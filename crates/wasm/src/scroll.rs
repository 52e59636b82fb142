use clock_intro_core::ScrollHost;
use wasm_bindgen::JsValue;
use web_sys::HtmlElement;

/// Locks page scrolling by pinning `<body>` with `position: fixed`.
///
/// While locked the window reports a scroll offset of zero, so the pinned
/// offset is remembered here.
#[derive(Debug, Default)]
pub struct BodyScrollLock {
    pinned: Option<f64>,
}

fn body() -> Option<HtmlElement> {
    web_sys::window()?.document()?.body()
}

fn log_failure(what: &str, result: Result<(), JsValue>) {
    if let Err(e) = result {
        crate::console::warn(what, &e);
    }
}

impl ScrollHost for BodyScrollLock {
    fn scroll_offset(&self) -> f64 {
        if let Some(offset) = self.pinned {
            return offset;
        }
        web_sys::window()
            .and_then(|w| w.scroll_y().ok())
            .unwrap_or(0.0)
    }

    fn lock_scroll(&mut self, offset: f64) {
        let Some(body) = body() else {
            return;
        };
        let style = body.style();
        log_failure("pin body", style.set_property("position", "fixed"));
        log_failure("pin body", style.set_property("top", &format!("-{offset}px")));
        log_failure("pin body", style.set_property("width", "100%"));
        self.pinned = Some(offset);
    }

    fn unlock_scroll(&mut self) {
        self.pinned = None;
        let Some(body) = body() else {
            return;
        };
        let style = body.style();
        for property in ["position", "top", "width"] {
            log_failure("unpin body", style.remove_property(property).map(drop));
        }
    }

    fn scroll_to(&mut self, offset: f64) {
        if let Some(window) = web_sys::window() {
            window.scroll_to_with_x_and_y(0.0, offset);
        }
    }
}
use serde::{Deserialize, Serialize};

use crate::types::Color;

/// Semantic color tokens resolved by the renderer's active theme.
#[derive(Debug, Clone, Copy, PartialEq, Eq, Hash, Serialize, Deserialize)]
pub enum ThemeToken {
    Background,
    Grid,

    // Clock face
    Tick,
    TickMuted,
    Hand,
    SecondHand,
    Pivot,

    // Overlay text
    TextPrimary,
    TextSecondary,
    TextMuted,

    SkipButton,
}

impl ThemeToken {
    /// Default palette: white strokes on black, with muted minor ticks.
    pub fn default_color(self) -> Color {
        match self {
            Self::Background => Color::rgba(0.0, 0.0, 0.0, 1.0),
            Self::Grid => Color::rgba(0.5, 0.5, 0.5, 0.024),
            Self::Tick => Color::rgba(1.0, 1.0, 1.0, 0.9),
            Self::TickMuted => Color::rgba(1.0, 1.0, 1.0, 0.2),
            Self::Hand => Color::rgba(1.0, 1.0, 1.0, 0.95),
            Self::SecondHand => Color::rgba(1.0, 1.0, 1.0, 1.0),
            Self::Pivot => Color::rgba(1.0, 1.0, 1.0, 0.5),
            Self::TextPrimary => Color::rgba(1.0, 1.0, 1.0, 1.0),
            // zinc-500 / zinc-600
            Self::TextSecondary => Color::rgba(0.443, 0.443, 0.478, 1.0),
            Self::TextMuted => Color::rgba(0.322, 0.322, 0.357, 1.0),
            Self::SkipButton => Color::rgba(0.322, 0.322, 0.357, 1.0),
        }
    }
}
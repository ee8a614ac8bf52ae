//! Bundled sample event log
//!
//! A small invoice-payment process: four cases moving from Start through
//! receipt, validation, approval, purchase-order matching and payment to
//! End, two of them detouring through a discrepancy resolution. The binary
//! analyses this log when no input path is given, so the tool demonstrates
//! itself out of the box.

/// Invoice-payment event log: 4 cases, 30 events.
pub const INVOICE_LOG: &str = "\
case_id,activity,timestamp
1,Start,2022-01-01 08:00:00
1,Receive Invoice,2022-01-01 08:30:00
1,Validate Invoice,2022-01-01 10:00:00
1,Approve Invoice,2022-01-01 11:00:00
1,Match Purchase Order,2022-01-01 13:00:00
1,Pay Invoice,2022-01-02 09:00:00
1,End,2022-01-02 10:00:00
2,Start,2022-01-02 09:00:00
2,Receive Invoice,2022-01-02 09:15:00
2,Validate Invoice,2022-01-02 10:30:00
2,Approve Invoice,2022-01-02 11:15:00
2,Match Purchase Order,2022-01-02 12:00:00
2,Resolve Discrepancy,2022-01-03 09:00:00
2,Pay Invoice,2022-01-04 09:00:00
2,End,2022-01-04 09:30:00
3,Start,2022-01-03 07:00:00
3,Receive Invoice,2022-01-03 08:00:00
3,Validate Invoice,2022-01-03 09:00:00
3,Match Purchase Order,2022-01-03 10:00:00
3,Approve Invoice,2022-01-03 11:30:00
3,Pay Invoice,2022-01-05 08:00:00
3,End,2022-01-05 09:00:00
4,Start,2022-01-04 08:00:00
4,Receive Invoice,2022-01-04 08:15:00
4,Validate Invoice,2022-01-04 09:00:00
4,Resolve Discrepancy,2022-01-05 10:00:00
4,Match Purchase Order,2022-01-05 11:00:00
4,Approve Invoice,2022-01-05 13:00:00
4,Pay Invoice,2022-01-06 09:00:00
4,End,2022-01-06 10:00:00
";

#[cfg(test)]
mod tests {
    use super::*;

    #[test]
    fn test_sample_shape() {
        let rows: Vec<&str> = INVOICE_LOG.lines().collect();
        assert_eq!(rows[0], "case_id,activity,timestamp");
        // Header plus 30 event rows.
        assert_eq!(rows.len(), 31);
    }

    #[test]
    fn test_sample_has_four_cases() {
        let cases: std::collections::BTreeSet<&str> = INVOICE_LOG
            .lines()
            .skip(1)
            .filter_map(|row| row.split(',').next())
            .collect();
        assert_eq!(cases.len(), 4);
    }
}
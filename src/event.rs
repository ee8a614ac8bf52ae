//! Event log record types and timestamp parsing
//!
//! The `Event` is the single typed boundary of the pipeline: everything that
//! survives validation is an `Event`, and every downstream stage consumes
//! `&[Event]` without looking back at the raw table.

use chrono::{DateTime, NaiveDate, NaiveDateTime};

/// Date-time layouts tried in order when parsing a timestamp field.
///
/// Event logs exported from spreadsheets and ERP systems rarely agree on one
/// layout, so parsing tries each candidate and takes the first match instead
/// of assuming a fixed format.
const DATETIME_FORMATS: &[&str] = &[
    "%Y-%m-%d %H:%M:%S%.f",
    "%Y-%m-%d %H:%M:%S",
    "%Y-%m-%d %H:%M",
    "%Y-%m-%dT%H:%M:%S%.f",
    "%Y-%m-%dT%H:%M:%S",
    "%Y/%m/%d %H:%M:%S",
    "%Y/%m/%d %H:%M",
    "%d/%m/%Y %H:%M:%S",
    "%d/%m/%Y %H:%M",
    "%d-%m-%Y %H:%M:%S",
];

/// Date-only layouts; a bare date parses as midnight.
const DATE_FORMATS: &[&str] = &["%Y-%m-%d", "%Y/%m/%d", "%d/%m/%Y"];

/// A single validated event-log record.
#[derive(Debug, Clone, PartialEq)]
pub struct Event {
    /// Opaque case identifier grouping events into one process instance.
    pub case_id: String,
    /// Activity label, non-empty after validation.
    pub activity: String,
    /// When the activity was recorded.
    pub timestamp: NaiveDateTime,
    /// 1-based input line the record came from (0 for synthetic events).
    pub line: usize,
}

impl Event {
    /// Create an event without input provenance (tests and generators).
    pub fn new(
        case_id: impl Into<String>,
        activity: impl Into<String>,
        timestamp: NaiveDateTime,
    ) -> Self {
        Self {
            case_id: case_id.into(),
            activity: activity.into(),
            timestamp,
            line: 0,
        }
    }
}

/// Parse a timestamp field against the candidate layouts.
///
/// Tries full date-times first, then RFC 3339 (offsets are normalised to the
/// UTC wall clock), then bare dates. Returns `None` when nothing matches;
/// the validator turns that into a dropped-row defect.
pub fn parse_timestamp(raw: &str) -> Option<NaiveDateTime> {
    let raw = raw.trim();
    if raw.is_empty() {
        return None;
    }

    for fmt in DATETIME_FORMATS {
        if let Ok(ts) = NaiveDateTime::parse_from_str(raw, fmt) {
            return Some(ts);
        }
    }

    if let Ok(ts) = DateTime::parse_from_rfc3339(raw) {
        return Some(ts.naive_utc());
    }

    for fmt in DATE_FORMATS {
        if let Ok(date) = NaiveDate::parse_from_str(raw, fmt) {
            return date.and_hms_opt(0, 0, 0);
        }
    }

    None
}

#[cfg(test)]
mod tests {
    use super::*;

    #[test]
    fn test_parse_standard_datetime() {
        let ts = parse_timestamp("2022-01-01 08:30:00").unwrap();
        assert_eq!(ts.to_string(), "2022-01-01 08:30:00");
    }

    #[test]
    fn test_parse_iso_t_separator() {
        let ts = parse_timestamp("2022-01-01T08:30:00").unwrap();
        assert_eq!(ts.to_string(), "2022-01-01 08:30:00");
    }

    #[test]
    fn test_parse_fractional_seconds() {
        let ts = parse_timestamp("2022-01-01 08:30:00.250").unwrap();
        assert_eq!(ts.and_utc().timestamp_subsec_millis(), 250);
    }

    #[test]
    fn test_parse_minutes_only() {
        let ts = parse_timestamp("2022-01-01 08:30").unwrap();
        assert_eq!(ts.to_string(), "2022-01-01 08:30:00");
    }

    #[test]
    fn test_parse_rfc3339_offset_normalised() {
        let ts = parse_timestamp("2022-01-01T10:30:00+02:00").unwrap();
        assert_eq!(ts.to_string(), "2022-01-01 08:30:00");
    }

    #[test]
    fn test_parse_slash_layout() {
        let ts = parse_timestamp("2022/01/01 08:30:00").unwrap();
        assert_eq!(ts.to_string(), "2022-01-01 08:30:00");
    }

    #[test]
    fn test_parse_day_first_layout() {
        let ts = parse_timestamp("31/01/2022 08:30:00").unwrap();
        assert_eq!(ts.to_string(), "2022-01-31 08:30:00");
    }

    #[test]
    fn test_parse_bare_date_is_midnight() {
        let ts = parse_timestamp("2022-01-01").unwrap();
        assert_eq!(ts.to_string(), "2022-01-01 00:00:00");
    }

    #[test]
    fn test_parse_surrounding_whitespace() {
        assert!(parse_timestamp("  2022-01-01 08:00:00  ").is_some());
    }

    #[test]
    fn test_parse_rejects_garbage() {
        assert!(parse_timestamp("not a date").is_none());
        assert!(parse_timestamp("").is_none());
        assert!(parse_timestamp("2022-13-40 99:99:99").is_none());
    }

    #[test]
    fn test_event_ordering_by_timestamp() {
        let t1 = parse_timestamp("2022-01-01 08:00:00").unwrap();
        let t2 = parse_timestamp("2022-01-01 09:00:00").unwrap();
        let a = Event::new("1", "Start", t1);
        let b = Event::new("1", "End", t2);
        assert!(a.timestamp < b.timestamp);
    }
}
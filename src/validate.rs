//! Event log validation: schema check, row parsing, stable ordering
//!
//! The validator is the single conformance boundary of the pipeline. Table
//! defects (missing columns) are fatal; row defects (bad timestamp, empty
//! identifier) drop the row and are collected for reporting, never raised.
//! Everything downstream can assume a clean, sorted `Vec<Event>`.

use crate::csv_input::{RawRecord, RawTable};
use crate::event::{parse_timestamp, Event};
use std::fmt;
use thiserror::Error;

/// Columns every event log must provide (after header normalisation).
pub const REQUIRED_COLUMNS: [&str; 3] = ["case_id", "activity", "timestamp"];

/// Fatal, table-scoped validation failures.
#[derive(Error, Debug)]
pub enum SchemaError {
    #[error("event log is missing required columns: {}", .missing.join(", "))]
    MissingColumns { missing: Vec<String> },

    #[error("event log has no header row")]
    EmptyInput,
}

pub type Result<T> = std::result::Result<T, SchemaError>;

/// Why a row was excluded from analysis.
#[derive(Debug, Clone, PartialEq)]
pub enum RowDefect {
    /// Fewer fields than the header declares.
    ShortRow { expected: usize, actual: usize },
    /// case_id empty after trimming.
    EmptyCaseId,
    /// activity empty after trimming.
    EmptyActivity,
    /// Timestamp did not match any candidate layout.
    BadTimestamp { raw: String },
}

impl fmt::Display for RowDefect {
    fn fmt(&self, f: &mut fmt::Formatter<'_>) -> fmt::Result {
        match self {
            Self::ShortRow { expected, actual } => {
                write!(f, "expected {expected} fields, found {actual}")
            }
            Self::EmptyCaseId => write!(f, "empty case_id"),
            Self::EmptyActivity => write!(f, "empty activity"),
            Self::BadTimestamp { raw } => write!(f, "unparseable timestamp \"{raw}\""),
        }
    }
}

/// A dropped row, kept verbatim for the diagnostics report.
#[derive(Debug, Clone, PartialEq)]
pub struct InvalidRow {
    pub line: usize,
    pub fields: Vec<String>,
    pub defect: RowDefect,
}

/// Row-level outcome of one validation pass.
#[derive(Debug, Clone, Default, PartialEq)]
pub struct ValidationReport {
    /// Data rows seen (header excluded).
    pub total_rows: usize,
    /// Rows dropped, in input order.
    pub invalid: Vec<InvalidRow>,
}

impl ValidationReport {
    pub fn dropped_count(&self) -> usize {
        self.invalid.len()
    }

    pub fn valid_count(&self) -> usize {
        self.total_rows - self.invalid.len()
    }
}

/// A validated event table, sorted and ready for discovery.
#[derive(Debug, Clone)]
pub struct ValidatedLog {
    /// Events sorted by (case_id, timestamp); ties keep input order.
    pub events: Vec<Event>,
    pub report: ValidationReport,
}

/// Validate a raw table into a sorted event list plus a defect report.
///
/// Fails only on table-scoped defects: no header at all, or a required
/// column absent. Row-scoped defects drop the row and continue.
pub fn validate(table: &RawTable) -> Result<ValidatedLog> {
    if table.headers.is_empty() {
        return Err(SchemaError::EmptyInput);
    }

    let missing: Vec<String> = REQUIRED_COLUMNS
        .iter()
        .filter(|col| table.column(col).is_none())
        .map(|col| (*col).to_string())
        .collect();
    if !missing.is_empty() {
        return Err(SchemaError::MissingColumns { missing });
    }

    // Presence checked above.
    let case_col = table.column("case_id").unwrap_or_default();
    let activity_col = table.column("activity").unwrap_or_default();
    let timestamp_col = table.column("timestamp").unwrap_or_default();
    let width = 1 + case_col.max(activity_col).max(timestamp_col);

    let mut events = Vec::with_capacity(table.records.len());
    let mut report = ValidationReport {
        total_rows: table.records.len(),
        ..Default::default()
    };

    for record in &table.records {
        match check_row(record, width, case_col, activity_col, timestamp_col) {
            Ok(event) => events.push(event),
            Err(defect) => {
                tracing::debug!(line = record.line, %defect, "dropping row");
                report.invalid.push(InvalidRow {
                    line: record.line,
                    fields: record.fields.clone(),
                    defect,
                });
            }
        }
    }

    // Stable sort: equal (case_id, timestamp) keys keep their input order.
    events.sort_by(|a, b| {
        a.case_id
            .cmp(&b.case_id)
            .then_with(|| a.timestamp.cmp(&b.timestamp))
    });

    if report.dropped_count() > 0 {
        tracing::warn!(
            dropped = report.dropped_count(),
            total = report.total_rows,
            "rows dropped during validation"
        );
    }
    tracing::info!(events = events.len(), "event log validated");

    Ok(ValidatedLog { events, report })
}

fn check_row(
    record: &RawRecord,
    width: usize,
    case_col: usize,
    activity_col: usize,
    timestamp_col: usize,
) -> std::result::Result<Event, RowDefect> {
    if record.fields.len() < width {
        return Err(RowDefect::ShortRow {
            expected: width,
            actual: record.fields.len(),
        });
    }

    let case_id = record.fields[case_col].trim();
    if case_id.is_empty() {
        return Err(RowDefect::EmptyCaseId);
    }

    let activity = record.fields[activity_col].trim();
    if activity.is_empty() {
        return Err(RowDefect::EmptyActivity);
    }

    let raw_ts = &record.fields[timestamp_col];
    let timestamp = parse_timestamp(raw_ts).ok_or_else(|| RowDefect::BadTimestamp {
        raw: raw_ts.trim().to_string(),
    })?;

    Ok(Event {
        case_id: case_id.to_string(),
        activity: activity.to_string(),
        timestamp,
        line: record.line,
    })
}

· · · · ·

* _How to complete this task_
For the string "RawRecord", return every line of the data where it appears.

* _Output for this exercise_
use crate::csv_input::{RawRecord, RawTable};
    record: &RawRecord,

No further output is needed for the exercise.